(Prompt) Below are entries; work out how many of their lines include the string "return", and reply with the number only.

-- The data follows --

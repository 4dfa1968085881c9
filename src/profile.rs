//! Influencer and product profiles stored as `info.yaml` documents under the
//! assets tree, plus the product context the storyboard prompt is built from.

use crate::error::{MemeError, MemeResult};
use serde_yaml::Value;
use std::path::{Path, PathBuf};
use tokio::fs;

pub const DEFAULT_INFLUENCER_IMAGE: &str = "full_body";

#[derive(Debug, Clone, Copy, PartialEq, Eq)]
pub enum ProfileKind {
    Influencer,
    Product,
}

impl ProfileKind {
    fn dir_name(self) -> &'static str {
        match self {
            ProfileKind::Influencer => "influencers",
            ProfileKind::Product => "products",
        }
    }

    fn label(self) -> &'static str {
        match self {
            ProfileKind::Influencer => "influencer profile",
            ProfileKind::Product => "product profile",
        }
    }
}

#[derive(Debug, Clone, PartialEq)]
pub struct Profile {
    pub kind: ProfileKind,
    pub id: String,
    pub data: Value,
}

impl Profile {
    /// Looks up a nested string, e.g. `text(&["brand_voice", "tone"])`.
    pub fn text(&self, path: &[&str]) -> Option<&str> {
        lookup(&self.data, path).and_then(Value::as_str)
    }

    pub fn text_or<'a>(&'a self, path: &[&str], fallback: &'a str) -> &'a str {
        self.text(path).unwrap_or(fallback)
    }

    /// Nested sequence of scalars rendered as strings; missing paths yield nothing.
    pub fn list(&self, path: &[&str]) -> Vec<String> {
        lookup(&self.data, path).map(scalar_list).unwrap_or_default()
    }

    /// All list values under a mapping, in document order.
    pub fn flattened_lists(&self, path: &[&str]) -> Vec<String> {
        match lookup(&self.data, path) {
            Some(Value::Mapping(map)) => map
                .values()
                .filter(|v| v.is_sequence())
                .flat_map(scalar_list)
                .collect(),
            _ => Vec::new(),
        }
    }
}

fn lookup<'a>(root: &'a Value, path: &[&str]) -> Option<&'a Value> {
    path.iter().try_fold(root, |node, key| node.get(*key))
}

fn scalar_list(value: &Value) -> Vec<String> {
    value
        .as_sequence()
        .map(|seq| {
            seq.iter()
                .filter_map(|item| match item {
                    Value::String(s) => Some(s.clone()),
                    Value::Number(n) => Some(n.to_string()),
                    Value::Bool(b) => Some(b.to_string()),
                    _ => None,
                })
                .collect()
        })
        .unwrap_or_default()
}

/// Resolves profile documents and reference images below one assets root.
#[derive(Debug, Clone)]
pub struct ProfileStore {
    root: PathBuf,
}

impl ProfileStore {
    pub fn new(assets_dir: impl Into<PathBuf>) -> Self {
        Self {
            root: assets_dir.into(),
        }
    }

    /// `identifier` must be a single plain path segment.
    fn entry_dir(&self, kind: ProfileKind, identifier: &str) -> MemeResult<PathBuf> {
        let id = identifier.trim().to_lowercase();
        let dir = self.root.join(kind.dir_name());
        if !is_plain_segment(&id) {
            return Err(MemeError::not_found(kind.label(), dir.join(id)));
        }
        Ok(dir.join(id))
    }

    pub async fn load_profile(&self, kind: ProfileKind, identifier: &str) -> MemeResult<Profile> {
        let path = self.entry_dir(kind, identifier)?.join("info.yaml");
        let text = match fs::read_to_string(&path).await {
            Ok(text) => text,
            Err(e) if e.kind() == std::io::ErrorKind::NotFound => {
                return Err(MemeError::not_found(kind.label(), path));
            }
            Err(e) => return Err(e.into()),
        };
        let data: Value = serde_yaml::from_str(&text)?;
        Ok(Profile {
            kind,
            id: identifier.trim().to_lowercase(),
            data,
        })
    }

    /// Influencer images live at `images/<image_type>.png`; product images are
    /// named files under `images/`.
    pub async fn image_path(
        &self,
        kind: ProfileKind,
        identifier: &str,
        image_type: &str,
    ) -> MemeResult<PathBuf> {
        let images = self.entry_dir(kind, identifier)?.join("images");
        let label = format!("{} image", kind.label());
        if !is_plain_segment(image_type) {
            return Err(MemeError::not_found(label, images.join(image_type)));
        }
        let path = match kind {
            ProfileKind::Influencer => images.join(format!("{image_type}.png")),
            ProfileKind::Product => images.join(image_type),
        };
        if is_file(&path).await {
            Ok(path)
        } else {
            Err(MemeError::not_found(label, path))
        }
    }

    /// First existing of `<name>.png`, `main.png`, `product.png`.
    pub async fn default_product_image(&self, product: &str) -> MemeResult<PathBuf> {
        let images = self.entry_dir(ProfileKind::Product, product)?.join("images");
        let lower = product.trim().to_lowercase();
        for name in [format!("{lower}.png"), "main.png".to_string(), "product.png".to_string()] {
            let candidate = images.join(name);
            if is_file(&candidate).await {
                return Ok(candidate);
            }
        }
        Err(MemeError::not_found("product image", images))
    }
}

fn is_plain_segment(name: &str) -> bool {
    !name.is_empty()
        && name != "."
        && name != ".."
        && !name.contains(['/', '\\'])
        && !Path::new(name).is_absolute()
}

async fn is_file(path: &Path) -> bool {
    fs::metadata(path).await.map(|m| m.is_file()).unwrap_or(false)
}

/// Product and brand attributes fed into the storyboard prompt.
#[derive(Debug, Clone, Default, PartialEq)]
pub struct ProductContext {
    pub name: String,
    pub brand: String,
    pub category: String,
    pub key_features: Vec<String>,
    pub lifestyle_angles: Vec<String>,
    pub lifestyle_themes: Vec<String>,
    /// Every content theme across categories, lifestyle first.
    pub content_themes: Vec<String>,
    pub viral_trends: Vec<String>,
    pub viral_challenges: Vec<String>,
    pub brand_personality: String,
}

impl ProductContext {
    pub fn from_form(
        product_name: &str,
        brand_name: &str,
        brand_personality: &str,
        meme_type: &str,
    ) -> Self {
        let lifestyle_themes = vec![
            format!("{meme_type} content"),
            "Daily routine".to_string(),
            "Style showcase".to_string(),
        ];
        let mut content_themes = lifestyle_themes.clone();
        content_themes.extend(
            ["Fun moments", "Creative content", "Viral potential"]
                .into_iter()
                .map(String::from),
        );

        Self {
            name: product_name.to_string(),
            brand: brand_name.to_string(),
            category: "product".to_string(),
            key_features: vec![
                format!("High-quality {product_name}"),
                "Trendy design".to_string(),
                "Perfect for content creation".to_string(),
            ],
            lifestyle_angles: vec![
                format!("Perfect for {meme_type} content"),
                "Trendy and stylish".to_string(),
                "Content creator approved".to_string(),
            ],
            lifestyle_themes,
            content_themes,
            viral_trends: vec![
                format!("{meme_type} trend"),
                "Product showcase".to_string(),
                "Lifestyle content".to_string(),
            ],
            viral_challenges: vec![
                format!("{brand_name} challenge"),
                format!("{product_name} styling"),
                "Creative showcase".to_string(),
            ],
            brand_personality: brand_personality.to_string(),
        }
    }

    /// Builds the context from a stored product profile. A non-empty
    /// `brand_personality` overrides the stored one.
    pub fn from_profile(profile: &Profile, brand_personality: &str) -> Self {
        let personality = if brand_personality.trim().is_empty() {
            profile
                .text(&["brand_personality"])
                .unwrap_or("fun and engaging")
                .to_string()
        } else {
            brand_personality.to_string()
        };

        Self {
            name: profile.text_or(&["product", "name"], &profile.id).to_string(),
            brand: profile.text_or(&["product", "brand"], "Brand").to_string(),
            category: profile.text_or(&["product", "category"], "").to_string(),
            key_features: profile.list(&["features", "key_features"]),
            lifestyle_angles: profile.list(&["marketing_angles", "lifestyle"]),
            lifestyle_themes: profile.list(&["content_themes", "lifestyle"]),
            content_themes: profile.flattened_lists(&["content_themes"]),
            viral_trends: profile.list(&["viral_potential", "trends"]),
            viral_challenges: profile.list(&["viral_potential", "challenges"]),
            brand_personality: personality,
        }
    }
}

#[cfg(test)]
mod tests {
    use super::*;
    use tempfile::TempDir;

    const ANGELI: &str = r#"
influencer:
  name: Angeli
  type: Lifestyle Influencer
  content_style: GRWM and anime fashion
personality:
  traits: [playful, confident, witty]
content_focus: [fashion, anime]
brand_voice:
  tone: upbeat
audience:
  primary: Gen Z
"#;

    async fn fixture() -> TempDir {
        let dir = tempfile::tempdir().unwrap();
        let base = dir.path().join("influencers").join("angeli");
        tokio::fs::create_dir_all(base.join("images")).await.unwrap();
        tokio::fs::write(base.join("info.yaml"), ANGELI).await.unwrap();
        tokio::fs::write(base.join("images").join("full_body.png"), b"png")
            .await
            .unwrap();

        let product = dir.path().join("products").join("dress");
        tokio::fs::create_dir_all(product.join("images")).await.unwrap();
        tokio::fs::write(
            product.join("info.yaml"),
            "product:\n  name: Summer Dress\n  brand: FashionBrand\ncontent_themes:\n  lifestyle: [GRWM]\n  entertainment: [Twirl reveal]\n",
        )
        .await
        .unwrap();
        tokio::fs::write(product.join("images").join("main.png"), b"png")
            .await
            .unwrap();
        dir
    }

    #[tokio::test]
    async fn identifiers_are_case_insensitive() {
        let dir = fixture().await;
        let store = ProfileStore::new(dir.path());
        let profile = store
            .load_profile(ProfileKind::Influencer, "AnGeLi")
            .await
            .unwrap();
        assert_eq!(profile.id, "angeli");
        assert_eq!(profile.text(&["influencer", "name"]), Some("Angeli"));
        assert_eq!(profile.list(&["personality", "traits"]).len(), 3);
        assert_eq!(profile.text_or(&["brand_voice", "style"], "casual"), "casual");
    }

    #[tokio::test]
    async fn loading_twice_is_structurally_identical() {
        let dir = fixture().await;
        let store = ProfileStore::new(dir.path());
        let a = store.load_profile(ProfileKind::Influencer, "angeli").await.unwrap();
        let b = store.load_profile(ProfileKind::Influencer, "ANGELI").await.unwrap();
        assert_eq!(a, b);
    }

    #[tokio::test]
    async fn missing_records_are_not_found() {
        let dir = fixture().await;
        let store = ProfileStore::new(dir.path());
        let err = store
            .load_profile(ProfileKind::Influencer, "nobody")
            .await
            .unwrap_err();
        assert!(matches!(err, MemeError::NotFound { .. }));

        let err = store
            .image_path(ProfileKind::Influencer, "angeli", "portrait")
            .await
            .unwrap_err();
        assert!(matches!(err, MemeError::NotFound { .. }));
    }

    #[tokio::test]
    async fn identifiers_cannot_leave_the_assets_tree() {
        let dir = fixture().await;
        let store = ProfileStore::new(dir.path().join("nested"));
        tokio::fs::create_dir_all(dir.path().join("nested")).await.unwrap();

        for id in ["../../influencers/angeli", "..", "a/b", "a\\b", "  "] {
            let err = store
                .load_profile(ProfileKind::Influencer, id)
                .await
                .unwrap_err();
            assert!(matches!(err, MemeError::NotFound { .. }), "{id}");
        }

        let store = ProfileStore::new(dir.path());
        let err = store
            .image_path(ProfileKind::Influencer, "angeli", "../../angeli/info")
            .await
            .unwrap_err();
        assert!(matches!(err, MemeError::NotFound { .. }));
    }

    #[tokio::test]
    async fn resolves_reference_images() {
        let dir = fixture().await;
        let store = ProfileStore::new(dir.path());
        let path = store
            .image_path(ProfileKind::Influencer, "Angeli", DEFAULT_INFLUENCER_IMAGE)
            .await
            .unwrap();
        assert!(path.ends_with("influencers/angeli/images/full_body.png"));

        let product = store.default_product_image("Dress").await.unwrap();
        assert!(product.ends_with("products/dress/images/main.png"));
    }

    #[test]
    fn form_context_matches_meme_type() {
        let ctx = ProductContext::from_form("dress", "FashionBrand", "trendy", "GRWM");
        assert_eq!(ctx.key_features[0], "High-quality dress");
        assert_eq!(ctx.lifestyle_themes[0], "GRWM content");
        assert_eq!(ctx.content_themes.len(), 6);
        assert_eq!(ctx.viral_challenges[0], "FashionBrand challenge");
        assert_eq!(ctx.brand_personality, "trendy");
    }

    #[tokio::test]
    async fn profile_context_flattens_themes_in_order() {
        let dir = fixture().await;
        let store = ProfileStore::new(dir.path());
        let profile = store.load_profile(ProfileKind::Product, "dress").await.unwrap();
        let ctx = ProductContext::from_profile(&profile, "");
        assert_eq!(ctx.name, "Summer Dress");
        assert_eq!(ctx.content_themes, vec!["GRWM", "Twirl reveal"]);
        assert_eq!(ctx.brand_personality, "fun and engaging");
    }
}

-- The data concluded --

(Response below) 5